Guerra EUA-Irã eleva petróleo; Brasil adia fim de subsídio à gasolina

A recente escalada do conflito entre Estados Unidos e Irã elevou o preço do petróleo Brent forçando a equipe econômica brasileira a reavaliar o cronograma de reversão das subvenções de gasolina e diesel. Geopolítica no Oriente Médio diretamente restringe expectativas de oferta de crude, gerando prêmio de risco e inflação global nos combustíveis. Para o Brasil, a potencial manutenção dos subsídios protege o consumidor, mas deteriora o balanço fiscal e pressiona o câmbio (USDBRL), além de influenciar a decisão de política monetária do Banco Central. Em paralelo histórico, a Guerra do Golfo de 1990 gerou choques de oferta de petróleo e intervenções governamentais para conter a inflação, resultando em volatilidade macroeconômica. O próximo gatilho será qualquer nova retórica ou ação militar entre EUA e Irã, ou o anúncio formal da política de subsídios pelo governo brasileiro.

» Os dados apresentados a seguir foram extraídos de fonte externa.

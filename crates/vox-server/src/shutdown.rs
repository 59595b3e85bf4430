//! Graceful shutdown coordination via `CancellationToken`.

use std::time::Duration;

use tokio::task::JoinHandle;
use tokio_util::sync::CancellationToken;
use tracing::{info, warn};

/// Default time allowed for draining before the server task is aborted.
pub const DEFAULT_SHUTDOWN_TIMEOUT: Duration = Duration::from_secs(10);

/// Shared shutdown signal for the listener and every connection task.
pub struct ShutdownCoordinator {
    token: CancellationToken,
}

impl ShutdownCoordinator {
    /// Create a new coordinator.
    pub fn new() -> Self {
        Self {
            token: CancellationToken::new(),
        }
    }

    /// Clone of the cancellation token.
    pub fn token(&self) -> CancellationToken {
        self.token.clone()
    }

    /// Initiate shutdown.
    pub fn shutdown(&self) {
        self.token.cancel();
    }

    /// Whether a shutdown has been initiated.
    pub fn is_shutting_down(&self) -> bool {
        self.token.is_cancelled()
    }

    /// Signal shutdown, then wait up to `timeout` for `task` to finish,
    /// aborting it afterwards.
    pub async fn drain(&self, task: JoinHandle<()>, timeout: Duration) {
        self.shutdown();
        info!(timeout_ms = timeout.as_millis(), "draining server");
        let abort = task.abort_handle();
        if tokio::time::timeout(timeout, task).await.is_err() {
            warn!("shutdown timed out after {timeout:?}, aborting");
            abort.abort();
        }
    }
}

impl Default for ShutdownCoordinator {
    fn default() -> Self {
        Self::new()
    }
}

No médio prazo, o cenário aponta para alta volatilidade nos preços do petróleo e incertezas fiscais persistentes no Brasil.

Análise

Nas próximas 2-4 semanas, o Brent ($78.87 hoje) deve permanecer volátil, com potencial de testar a resistência de $85-90 se a retórica entre EUA e Irã se agravar. O governo brasileiro deve anunciar formalmente o adiamento do fim dos subsídios à gasolina, o que pode levar o USDBRL ($5.1526 hoje) a testar R$5.25-5.30. Gatilhos incluem qualquer movimento militar ou declaração oficial sobre a política de combustíveis, com impacto imediato em ações de energia e aéreas.